L'arrivée à Jakarta? Wow. C'est comme dans les films! Aussitôt que vous avez franchi le tourniquet, des dizaines de quêteux s'accrochent à vos sacs, des madames rachitiques avec des bébés dans les bras se bousculent pour vous supplier de leur offrir quelque chose à manger, et des hommes, mal rasés, s'approchent, et vous parlent de trop près, et vous postillonnent dans le visage, pendant que leurs complices, des gamins avec des petites mains, fouillent dans vos poches.

Et pendant tout ce temps, vous cherchez désespérément le bus, qui vous amènera en ville à un prix raisonnable; mais c'est mal indiqué et, quand vous refusez de prendre le taxi, les chauffeurs donnent des coups de pied dans vos valises, et ils vous crachent dessus.

(...)

Je déconne!

Vous avez vu le film The Constant Gardener?

Excusez mon retard cinématographique, mais je viens de le voir en DVD, et la scène de l'aéroport de Khartoum (dans un film sinon très bon) est une séquence tellement surfaite et bourrée de clichés que ça m'a choqué et ça m'a donné l'idée de vous faire peur ce matin. Parce que ce sont des affaires comme ça qui font que plein de gens ne veulent pas voyager. Quand vous descendez à l'aéroport de Khartoum, ou à Jakarta pendant que nous y sommes, c'est comme quand vous arrivez à Mirabel. Ou à Dubaï. Ou à Hong-Kong.

Après 50 pays, me reste encore à voir un seul mendiant aux abords d'un aéroport international. À l'intérieur, n'y songez même pas. Y'a pas un weirdo pieds nus et sale, nulle part au monde, qui passe l'étape du stationnement.

Bon. Un truc de réglé?

De Jakarta, je n'avais pas encore lu ni entendu une seule critique plaidant en sa faveur. Le premier commentaire positif que je lirai sera donc celui que je suis en train de vous écrire. Enfin, je présume qu'il sera positif, même si je n'en connais pas les mots précis (les deux seules notes prises sur Jakarta dans mon carnet sont «où est le centre-ville?» et «Djakarta, ou Jakarta?») parce que je n'ai pas eu d'impressions négatives pendant ma brève escale dans la (très) grande ville. Il n'y avait rien là d'absolument génial qui m'ait donné envie de vous en faire l'éloge, mais rien non plus qui m'ait donné envie de hurler : «N'y allez pas!» Je me garde ça pour la chronique sur Bali... Grrr!

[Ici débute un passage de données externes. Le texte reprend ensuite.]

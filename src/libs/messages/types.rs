#[derive(Debug, Clone)]
pub enum Message {
    // === SESSION MESSAGES ===
    LoginSucceeded(String, String), // name, role
    LoginFailed,
    LoggedOut,
    NotLoggedIn,
    SessionExpired,
    SessionEndedElsewhere,
    SessionDiscarded,
    SessionStatus {
        name: String,
        email: String,
        role: String,
        expires_at: String,
        idle_for: String,
    },
    AccessDenied(String), // manager
    WatchStarted(u64),    // check interval in seconds
    WatchStopped,
    WatchInputClosed,
    ActivityRecorded(String), // time

    // === AUTHENTICATION MESSAGES ===
    CredentialCheckFailed(String), // error
    LoginBookkeepingFailed(String), // error
    ElevatedClientMissing,
    PasswordHash(String),
    PasswordsDoNotMatch,
    PasswordHashFailed(String),

    // === CONFIGURATION MESSAGES ===
    ConfigSaved,
    ConfigModuleDatabase,
    ConfigModuleAdmin,
    ConfigModuleSession,
    ConfigModuleWorkday,
    UsingLocalDatabase(String), // path
    UsingHostedDatabase(String), // url
    InvalidWorkdayStart(String),

    // === DATABASE MESSAGES ===
    DbRequestFailed(String),
    MigrationsFound(usize),
    RunningMigration(u32, String),
    MigrationCompleted(u32),
    MigrationFailed(u32, String),
    AllMigrationsCompleted,

    // === VALIDATION MESSAGES ===
    ValidationFailed(String),
    InvalidMonth(String),
    InvalidDate(String),
    InvalidTime(String),

    // === ATTENDANCE MESSAGES ===
    CheckedIn(String, String), // time, status
    CheckedOut(String, String), // time, worked
    AlreadyCheckedIn(String),  // date
    NotCheckedIn(String),      // date
    AlreadyCheckedOut(String), // date
    AttendanceUpdated(i64),
    AttendanceDeleted(i64),
    AttendanceNotFound(i64),
    AttendanceHeader(String), // month
    NoAttendance(String),     // month
    AttendanceSummaryHeader(String),

    // === SCHEDULE MESSAGES ===
    ScheduleAdded(String),
    ScheduleUpdated(i64),
    ScheduleDeleted(i64),
    ScheduleNotFound(i64),
    SchedulesHeader(String),
    NoSchedules(String),

    // === KPI MESSAGES ===
    IndicatorAdded(String),
    IndicatorDeleted(i64),
    IndicatorNotFound(i64),
    IndicatorInUse(i64),
    IndicatorsHeader,
    NoIndicators,
    TargetSaved(String, String), // indicator, period
    TargetNotFound(i64),
    TargetDeleted(i64),
    TargetsHeader(String),
    NoTargets(String),
    ProgressRecorded(String), // achievement rate
    ProgressHeader(i64),
    NoProgress(i64),
    KpiOverviewHeader(String),

    // === RECRUITMENT MESSAGES ===
    CandidateAdded(String),
    CandidateNotFound(i64),
    StageChanged(String, String), // candidate, stage
    InvalidStageTransition(String, String),
    CandidateRated(String, u8),
    InterviewScheduled(String, String), // candidate, time
    CandidateDeleted(i64),
    CandidatesHeader,
    NoCandidates,
    PipelineHeader,

    // === NEWS MESSAGES ===
    ArticleDrafted(String),
    ArticlePublished(String),
    ArticleUnpublished(String),
    ArticleUpdated(i64),
    ArticleDeleted(i64),
    ArticleNotFound(i64),
    NewsHeader,
    NoArticles,

    // === EXPENSE MESSAGES ===
    ExpenseAdded(String),
    ExpenseDeleted(i64),
    ExpenseNotFound(i64),
    ExpensesHeader(String),
    NoExpenses(String),
    ExpenseTotal(String, String), // month, total

    // === MEMBER MESSAGES ===
    MemberAdded(String),
    MemberExists(String),
    MemberNotFound(i64),
    MemberActivated(String),
    MemberDeactivated(String),
    MembersHeader,
    NoMembers,
    MemberRequired,

    // === CALENDAR / DASHBOARD MESSAGES ===
    CalendarHeader(String),
    CalendarEmpty(String),
    DashboardHeader(String),
    UpcomingHeader,
    TodayAttendanceHeader,

    // === PROMPTS ===
    PromptEmail,
    PromptPassword,
    PromptPasswordConfirm,
    PromptSelectModules,
    PromptDbUrl,
    PromptAnonKey,
    PromptServiceKey,
    PromptAdminEmail,
    PromptAdminName,
    PromptMaxAgeHours,
    PromptIdleMinutes,
    PromptWorkdayStart,
    PromptStandardHours,
    PromptArticleBody,
    ConfirmDelete(String),

    // === GENERAL MESSAGES ===
    OperationCancelled,
    NoChangesDetected,
}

Pour en revenir à Jakarta, c'est immense et pollué, oui, mais on y trouve aussi des grands parcs, presque propres, où le jeune Jakartanais moyen joue au football autour de monuments gigantesques et originaux (à défaut d'être beaux), dont un, très impressionnant, qui représente, je crois, le père de Mini-Fée.

Et surtout, beaucoup d'espace pour manifester... LE sport national! Je me suis retrouvé au milieu d'une manif contre le prix de l'essence, et je me suis fait des amis. Peut-être pas pour la vie, mais du moins pour l'après-midi. Je les ai quittés quand ils se sont mis à recevoir des pierres.

J'aimerais pas ça, être policier ici.

Dans le quartier des backpackers, autour de Jalan Jaksa (Jalan signifie «rue» en bahasa indonesia), un dédale de ruelles tout à fait charmantes, ma chère, vaut pleinement le coup d'être exploré. À l'ombre des grands édifices, où se prélasse la classe ouvrière, il fait chaud, et ça chlingue les égouts, les bébés pleurent, les enfants s'amusent à chasser des rats bedonnants, les ados traînent (un pléonasme?), les mamans font frire du poisson-chat, les vieux fument des cloves (des cigarettes au clou de girofle), et tout le monde vous sourit.

Puis, il y a le métro du ciel (le Skytrain), qui, à lui seul, vaut le détour. Un train d'enfer! Des vieux wagons tout déglingués dont les portes ne ferment plus, une foule nerveuse et compacte au maximum, et de ces odeurs... Ouf! L'expérience est totale. Vous saurez ensuite comment se sentent les sardines dans la boîte. À part ça, les hôtels sont abordables, la bouffe est pas mal bonne, et pas chère.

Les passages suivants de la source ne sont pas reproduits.